* [PROBLEM REQUIREMENTS] For this listing, the lines between the one holding "let start = Instant::now();" and the one holding "async fn test_dropped_deadline_releases_timer()", inclusive, must be set down exactly.

■ ■ ■ ■ ■ ■ ■

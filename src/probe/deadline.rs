//! 截止时间
//!
//! 一个计时任务在预算耗尽后翻转取消信号。`Deadline` 持有该任务，
//! 清除或析构时终止任务，之后信号不会再触发。

use std::time::Duration;
use tokio::sync::watch;
use tokio::task::JoinHandle;
use tracing::trace;

/// 单次探测独占的截止时间
#[derive(Debug)]
pub struct Deadline {
    budget: Duration,
    signal: watch::Receiver<bool>,
    timer: JoinHandle<()>,
}

impl Deadline {
    /// 启动计时
    ///
    /// 必须在 tokio 运行时内调用。
    pub fn arm(budget: Duration) -> Self {
        let (trigger, signal) = watch::channel(false);
        let timer = tokio::spawn(async move {
            tokio::time::sleep(budget).await;
            let _ = trigger.send(true);
            trace!("截止时间触发: {:?}", budget);
        });

        Self {
            budget,
            signal,
            timer,
        }
    }

    /// 预算
    #[cfg(test)]
    fn budget(&self) -> Duration {
        self.budget
    }

    /// 信号是否已触发
    #[cfg(test)]
    fn is_expired(&self) -> bool {
        *self.signal.borrow()
    }

    /// 订阅取消信号
    ///
    /// 计时任务被清除后，订阅者的 `changed()` 返回错误，值保持 `false`。
    #[cfg(test)]
    fn subscribe(&self) -> watch::Receiver<bool> {
        self.signal.clone()
    }

    /// 等待信号触发
    pub async fn expired(&mut self) {
        let released = self.signal.wait_for(|fired| *fired).await.is_err();
        if released {
            // 计时任务已被终止，信号不会再来
            std::future::pending::<()>().await;
        }
    }

    /// 清除计时
    pub fn clear(self) {
        trace!("清除截止时间: {:?}", self.budget);
    }
}

impl Drop for Deadline {
    fn drop(&mut self) {
        self.timer.abort();
    }
}

#[cfg(test)]
mod tests {
    use super::*;
    use tokio::time::{sleep, timeout, Instant};

    #[tokio::test]
    async fn test_deadline_fires_after_budget() {
        let start = Instant::now();
        let mut deadline = Deadline::arm(Duration::from_millis(50));
        assert!(!deadline.is_expired());

        deadline.expired().await;

        assert!(deadline.is_expired());
        assert!(start.elapsed() >= Duration::from_millis(50));
    }

    #[tokio::test]
    async fn test_cleared_deadline_never_fires() {
        let deadline = Deadline::arm(Duration::from_millis(30));
        let mut signal = deadline.subscribe();

        deadline.clear();
        sleep(Duration::from_millis(80)).await;

        assert!(!*signal.borrow());
        // 计时任务已释放，发送端随之关闭
        assert!(signal.changed().await.is_err());
    }

    #[tokio::test]
    async fn test_dropped_deadline_releases_timer() {
        let mut signal = {
            let deadline = Deadline::arm(Duration::from_millis(30));
            deadline.subscribe()
        };

        let closed = timeout(Duration::from_secs(1), signal.changed()).await;
        assert!(matches!(closed, Ok(Err(_))));
        assert!(!*signal.borrow());
    }

    #[tokio::test]
    async fn test_expired_waits_while_armed() {
        let mut deadline = Deadline::arm(Duration::from_secs(5));
        assert_eq!(deadline.budget(), Duration::from_secs(5));

        let waited = timeout(Duration::from_millis(50), deadline.expired()).await;
        assert!(waited.is_err());
    }
}
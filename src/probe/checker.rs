//! HTTP页面探测器实现
//!
//! 提供页面加载、内容匹配和限时加载三种检查，所有失败都折叠进结果

use crate::config::GlobalConfig;
use crate::error::{ProbeSetupError, Result};
use crate::probe::deadline::Deadline;
use crate::probe::result::{ProbeFailure, ProbeKind, ProbeResult};
use async_trait::async_trait;
use reqwest::header::HeaderValue;
use reqwest::{Client, Response};
use std::time::{Duration, Instant};
use tracing::{debug, error, info, warn};

/// 限时加载的默认预算（毫秒）
pub const DEFAULT_TIMEOUT_MS: u64 = 5000;

/// 页面探测器trait，定义三种检查
///
/// 所有方法都不会失败，调用方根据 `success` 和 `error` 分支。
#[async_trait]
pub trait PageProbe: Send + Sync {
    /// 检查页面是否加载成功
    ///
    /// 仅在 2xx 时读取响应体。
    async fn check_page_loads(&self, url: &str) -> ProbeResult;

    /// 检查页面是否包含期望文本
    ///
    /// 无论状态码如何都会读取响应体，匹配区分大小写。
    async fn check_specific_content(&self, url: &str, expected_text: &str) -> ProbeResult;

    /// 在截止时间内检查页面是否加载
    ///
    /// # 参数
    /// * `url` - 页面地址
    /// * `timeout` - 截止时间预算
    async fn check_page_with_timeout(&self, url: &str, timeout: Duration) -> ProbeResult;

    /// 使用默认预算的限时加载
    async fn check_page_with_default_timeout(&self, url: &str) -> ProbeResult {
        self.check_page_with_timeout(url, Duration::from_millis(DEFAULT_TIMEOUT_MS))
            .await
    }
}

/// HTTP客户端设置
#[derive(Debug, Clone, PartialEq, Default)]
pub struct ProbeSettings {
    /// User-Agent，缺省时使用 `page-probe/<版本>`
    pub user_agent: Option<String>,
    /// 连接超时
    pub connect_timeout: Option<Duration>,
    /// 是否接受无效证书
    pub accept_invalid_certs: bool,
}

impl From<&GlobalConfig> for ProbeSettings {
    fn from(global: &GlobalConfig) -> Self {
        Self {
            user_agent: global.user_agent.clone(),
            connect_timeout: global.connect_timeout_ms.map(Duration::from_millis),
            accept_invalid_certs: global.accept_invalid_certs,
        }
    }
}

/// 基于 reqwest 的页面探测器
#[derive(Debug, Clone)]
pub struct HttpPageProbe {
    /// HTTP客户端
    client: Client,
}

impl HttpPageProbe {
    /// 根据设置创建探测器
    ///
    /// # 参数
    /// * `settings` - 客户端设置
    ///
    /// # 返回
    /// * `Result<Self>` - 探测器实例
    pub fn new(settings: &ProbeSettings) -> Result<Self> {
        let user_agent = settings
            .user_agent
            .clone()
            .unwrap_or_else(|| format!("{}/{}", crate::APP_NAME, crate::VERSION));
        let user_agent = HeaderValue::from_str(&user_agent)
            .map_err(|_| ProbeSetupError::InvalidUserAgent(user_agent.clone()))?;

        let mut builder = Client::builder()
            .user_agent(user_agent)
            .danger_accept_invalid_certs(settings.accept_invalid_certs);

        if let Some(connect_timeout) = settings.connect_timeout {
            builder = builder.connect_timeout(connect_timeout);
        }

        let client = builder.build().map_err(ProbeSetupError::ClientBuild)?;

        Ok(Self::with_client(client))
    }

    /// 使用已配置的客户端创建探测器
    pub fn with_client(client: Client) -> Self {
        Self { client }
    }

    fn network_failure(
        url: &str,
        kind: ProbeKind,
        failure: ProbeFailure,
        started: Instant,
    ) -> ProbeResult {
        error!("✗ {}出错: {} - {}", kind, url, failure.message);
        ProbeResult::failed(url, kind, failure).with_elapsed(started.elapsed())
    }
}

/// 读取完整响应体
async fn read_body(response: Response) -> std::result::Result<String, ProbeFailure> {
    response
        .text()
        .await
        .map_err(|e| ProbeFailure::network(describe_request_error(&e)))
}

/// 格式化请求错误信息：分类标签加完整的错误链
fn describe_request_error(error: &reqwest::Error) -> String {
    let detail = error_chain(error);
    let lowered = detail.to_lowercase();

    let label = if error.is_builder() {
        "Invalid request"
    } else if error.is_timeout() {
        "Request timeout"
    } else if error.is_connect() {
        if lowered.contains("dns") || lowered.contains("resolve") {
            "DNS resolution failed"
        } else if lowered.contains("refused") {
            "Connection refused"
        } else {
            "Connection failed"
        }
    } else if error.is_body() || error.is_decode() {
        "Response decode error"
    } else if lowered.contains("certificate") || lowered.contains("tls") || lowered.contains("ssl")
    {
        "SSL/TLS certificate error"
    } else {
        "Request failed"
    };

    format!("{label}: {detail}")
}

fn error_chain(mut err: &(dyn std::error::Error + 'static)) -> String {
    let mut s = err.to_string();
    while let Some(src) = err.source() {
        s.push_str(": ");
        s.push_str(&src.to_string());
        err = src;
    }
    s
}

#[async_trait]
impl PageProbe for HttpPageProbe {
    async fn check_page_loads(&self, url: &str) -> ProbeResult {
        let started = Instant::now();
        let kind = ProbeKind::PageLoad;

        let response = match self.client.get(url).send().await {
            Ok(response) => response,
            Err(e) => {
                return Self::network_failure(
                    url,
                    kind,
                    ProbeFailure::network(describe_request_error(&e)),
                    started,
                )
            }
        };

        let status = response.status();
        if !status.is_success() {
            warn!("✗ 页面加载失败: {}, 状态码: {}", url, status.as_u16());
            return ProbeResult::new(url, kind, false)
                .with_status_code(status.as_u16())
                .with_elapsed(started.elapsed());
        }

        match read_body(response).await {
            Ok(body) => {
                let result = ProbeResult::new(url, kind, true)
                    .with_status_code(status.as_u16())
                    .with_body(body)
                    .with_elapsed(started.elapsed());
                info!(
                    "✓ 页面加载成功: {}, 状态码: {}, 内容长度: {} 字符",
                    url,
                    status.as_u16(),
                    result.body_length.unwrap_or_default()
                );
                result
            }
            Err(failure) => Self::network_failure(url, kind, failure, started)
                .with_status_code(status.as_u16()),
        }
    }

    async fn check_specific_content(&self, url: &str, expected_text: &str) -> ProbeResult {
        let started = Instant::now();
        let kind = ProbeKind::ContentMatch;

        let response = match self.client.get(url).send().await {
            Ok(response) => response,
            Err(e) => {
                return Self::network_failure(
                    url,
                    kind,
                    ProbeFailure::network(describe_request_error(&e)),
                    started,
                )
            }
        };

        let status = response.status();
        let body = match read_body(response).await {
            Ok(body) => body,
            Err(failure) => {
                return Self::network_failure(url, kind, failure, started)
                    .with_status_code(status.as_u16())
            }
        };

        let found = body.contains(expected_text);
        if found {
            info!("✓ 找到期望内容: \"{}\" ({})", expected_text, url);
        } else {
            warn!("✗ 未找到期望内容: \"{}\" ({})", expected_text, url);
        }

        ProbeResult::new(url, kind, status.is_success())
            .with_status_code(status.as_u16())
            .with_content_match(expected_text, found)
            .with_elapsed(started.elapsed())
    }

    async fn check_page_with_timeout(&self, url: &str, timeout: Duration) -> ProbeResult {
        let started = Instant::now();
        let kind = ProbeKind::Deadline;

        let mut deadline = Deadline::arm(timeout);
        let outcome = tokio::select! {
            biased;
            response = self.client.get(url).send() => Some(response),
            _ = deadline.expired() => None,
        };
        deadline.clear();

        let response = match outcome {
            Some(Ok(response)) => response,
            Some(Err(e)) => {
                return Self::network_failure(
                    url,
                    kind,
                    ProbeFailure::network(describe_request_error(&e)),
                    started,
                )
                .with_timeout(timeout)
            }
            None => {
                warn!("✗ 页面加载超过 {}ms: {}", timeout.as_millis(), url);
                return ProbeResult::failed(url, kind, ProbeFailure::timeout())
                    .with_timeout(timeout)
                    .with_elapsed(started.elapsed());
            }
        };

        let status = response.status();
        match read_body(response).await {
            Ok(body) => {
                info!("✓ 页面在 {}ms 内加载完成: {}", timeout.as_millis(), url);
                let result = ProbeResult::new(url, kind, true)
                    .with_status_code(status.as_u16())
                    .with_body(body)
                    .with_timeout(timeout)
                    .with_elapsed(started.elapsed());
                debug!("限时加载实际耗时: {}ms", result.elapsed_ms());
                result
            }
            Err(failure) => Self::network_failure(url, kind, failure, started)
                .with_status_code(status.as_u16())
                .with_timeout(timeout),
        }
    }
}
//! Protocolo de comandos entre dispositivo e companion.
//!
//! Cada mensagem é um envelope `{command, payload}` serializado em
//! MessagePack com structs como mapas (chaves nomeadas):
//!
//! ```text
//! ┌───────────────────────────┬──────────────────────────────────┐
//! │ "command": <literal>      │ "payload": { campos camelCase }  │
//! └───────────────────────────┴──────────────────────────────────┘
//! ```
//!
//! - Os quatro literais de comando são parte do contrato (o companion faz
//!   um switch exato de string)
//! - A ordem das chaves não é significativa
//! - Sem compressão além da própria codificação binária
//!
//! No sentido companion → dispositivo trafegam apenas mensagens de controle
//! literais (`DISCONNECT`), ver [`decode_inbound`].

use crate::session::SessionId;
use crate::types::{ReadingRecord, SensorKind};
use serde::de::DeserializeOwned;
use serde::{Deserialize, Serialize};
use std::io::Cursor;

/// Tamanho máximo de uma mensagem (limite de datagrama UDP sem fragmentação).
pub const MAX_MESSAGE_SIZE: usize = 65507;

/// Literal de desconexão enviado pelo companion.
pub const DISCONNECT: &str = "DISCONNECT";

/// Erros do protocolo.
#[derive(Debug, thiserror::Error)]
pub enum ProtocolError {
    #[error("Mensagem vazia")]
    Empty,

    #[error("Erro de serialização: {0}")]
    Encode(String),

    #[error("Erro de deserialização: {0}")]
    Decode(String),

    #[error("Mensagem de controle desconhecida: {0:?}")]
    UnknownMessage(String),
}

// ──────────────────────────────────────────────
// Payloads
// ──────────────────────────────────────────────

/// Payload de `INIT_SESSION`.
#[derive(Debug, Clone, PartialEq, Serialize, Deserialize)]
#[serde(rename_all = "camelCase")]
pub struct InitSession {
    pub session_id: SessionId,
    pub device_model: String,
    pub active_sensors: Vec<SensorKind>,
}

/// Payload de `START_SESSION`.
#[derive(Debug, Clone, PartialEq, Serialize, Deserialize)]
#[serde(rename_all = "camelCase")]
pub struct StartSession {
    pub session_id: SessionId,
    /// Epoch em ms
    pub start_time: u64,
}

/// Payload de `STOP_SESSION`.
#[derive(Debug, Clone, PartialEq, Serialize, Deserialize)]
#[serde(rename_all = "camelCase")]
pub struct StopSession {
    pub session_id: SessionId,
    /// Epoch em ms
    pub end_time: u64,
    pub readings_count: u64,
}

/// Envelope de comando dispositivo → companion.
#[derive(Debug, Clone, PartialEq, Serialize, Deserialize)]
#[serde(tag = "command", content = "payload")]
pub enum Command {
    #[serde(rename = "INIT_SESSION")]
    InitSession(InitSession),
    #[serde(rename = "START_SESSION")]
    StartSession(StartSession),
    #[serde(rename = "STOP_SESSION")]
    StopSession(StopSession),
    #[serde(rename = "ADD_READING")]
    AddReading(ReadingRecord),
}

impl Command {
    /// Literal do comando no wire.
    pub fn name(&self) -> &'static str {
        match self {
            Command::InitSession(_) => "INIT_SESSION",
            Command::StartSession(_) => "START_SESSION",
            Command::StopSession(_) => "STOP_SESSION",
            Command::AddReading(_) => "ADD_READING",
        }
    }

    pub fn session_id(&self) -> &SessionId {
        match self {
            Command::InitSession(p) => &p.session_id,
            Command::StartSession(p) => &p.session_id,
            Command::StopSession(p) => &p.session_id,
            Command::AddReading(r) => &r.session_id,
        }
    }
}

/// Codifica um [`Command`] para envio pelo canal.
pub fn encode_command(command: &Command) -> Result<Vec<u8>, ProtocolError> {
    rmp_serde::to_vec_named(command).map_err(|e| ProtocolError::Encode(e.to_string()))
}

/// Decodifica bytes recebidos em [`Command`].
pub fn decode_command(data: &[u8]) -> Result<Command, ProtocolError> {
    if data.is_empty() {
        return Err(ProtocolError::Empty);
    }
    from_slice_exact(data)
}

/// Decodifica um único valor MessagePack que ocupa a mensagem inteira.
fn from_slice_exact<T: DeserializeOwned>(data: &[u8]) -> Result<T, ProtocolError> {
    let mut cursor = Cursor::new(data);
    let value =
        rmp_serde::from_read(&mut cursor).map_err(|e| ProtocolError::Decode(e.to_string()))?;
    let consumed = cursor.position() as usize;
    if consumed != data.len() {
        return Err(ProtocolError::Decode(format!(
            "{} bytes sobrando após a mensagem",
            data.len() - consumed
        )));
    }
    Ok(value)
}

// ──────────────────────────────────────────────
// Mensagens de controle (companion → dispositivo)
// ──────────────────────────────────────────────

/// Mensagem de controle recebida do companion.
#[derive(Debug, Clone, Copy, PartialEq, Eq)]
pub enum InboundMessage {
    Disconnect,
}

impl InboundMessage {
    pub fn literal(self) -> &'static str {
        match self {
            InboundMessage::Disconnect => DISCONNECT,
        }
    }

    fn from_literal(s: &str) -> Result<Self, ProtocolError> {
        match s {
            DISCONNECT => Ok(InboundMessage::Disconnect),
            other => Err(ProtocolError::UnknownMessage(other.to_owned())),
        }
    }
}

/// Codifica uma mensagem de controle como string MessagePack.
pub fn encode_inbound(message: InboundMessage) -> Result<Vec<u8>, ProtocolError> {
    rmp_serde::to_vec(message.literal()).map_err(|e| ProtocolError::Encode(e.to_string()))
}

/// Decodifica uma mensagem de controle.
///
/// Aceita o literal como string MessagePack ou como UTF-8 puro.
pub fn decode_inbound(data: &[u8]) -> Result<InboundMessage, ProtocolError> {
    if data.is_empty() {
        return Err(ProtocolError::Empty);
    }

    match from_slice_exact::<String>(data) {
        Ok(s) => InboundMessage::from_literal(&s),
        Err(e) => match std::str::from_utf8(data) {
            Ok(s) => InboundMessage::from_literal(s),
            Err(_) => Err(e),
        },
    }
}

// ──────────────────────────────────────────────
// Testes
// ──────────────────────────────────────────────
//! Camada de apresentação vista pelo controller.
//!
//! O controller só notifica; renderização fica fora do dispositivo.

use tracing::{info, warn};

/// Notificações enviadas pelo controller para a tela.
pub trait Presenter {
    /// Canal ficou pronto ou deixou de estar.
    fn connection_changed(&mut self, connected: bool);

    /// O companion enviou `DISCONNECT`.
    fn connection_lost(&mut self);

    fn recording_changed(&mut self, recording: bool);

    /// Voltar foi recusado porque a sessão ainda está gravando.
    fn back_refused(&mut self);

    /// Fim da sessão: entrega a contagem para a tela de resumo.
    fn session_summary(&mut self, readings_count: u64);
}

/// Presenter que apenas registra no log.
#[derive(Debug, Default)]
pub struct LogPresenter;

impl Presenter for LogPresenter {
    fn connection_changed(&mut self, connected: bool) {
        if connected {
            info!("Conectado ao companion");
        } else {
            info!("Aguardando companion...");
        }
    }

    fn connection_lost(&mut self) {
        warn!("Conexão perdida: companion indisponível");
    }

    fn recording_changed(&mut self, recording: bool) {
        if recording {
            info!("Gravando... (Enter para encerrar)");
        } else {
            info!("Nova sessão (Enter para iniciar)");
        }
    }

    fn back_refused(&mut self) {
        warn!("Encerre a sessão antes de sair");
    }

    fn session_summary(&mut self, readings_count: u64) {
        info!("Resumo da sessão: {readings_count} leituras");
    }
}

■ ■ ■ ■ ■ ■ ■

* [ANSWER TO THE EXERCISE]
        let start = Instant::now();
        let mut deadline = Deadline::arm(Duration::from_millis(50));
        assert!(!deadline.is_expired());

        deadline.expired().await;

        assert!(deadline.is_expired());
        assert!(start.elapsed() >= Duration::from_millis(50));
    }

    #[tokio::test]
    async fn test_cleared_deadline_never_fires() {
        let deadline = Deadline::arm(Duration::from_millis(30));
        let mut signal = deadline.subscribe();

        deadline.clear();
        sleep(Duration::from_millis(80)).await;

        assert!(!*signal.borrow());
        // 计时任务已释放，发送端随之关闭
        assert!(signal.changed().await.is_err());
    }

    #[tokio::test]
    async fn test_dropped_deadline_releases_timer() {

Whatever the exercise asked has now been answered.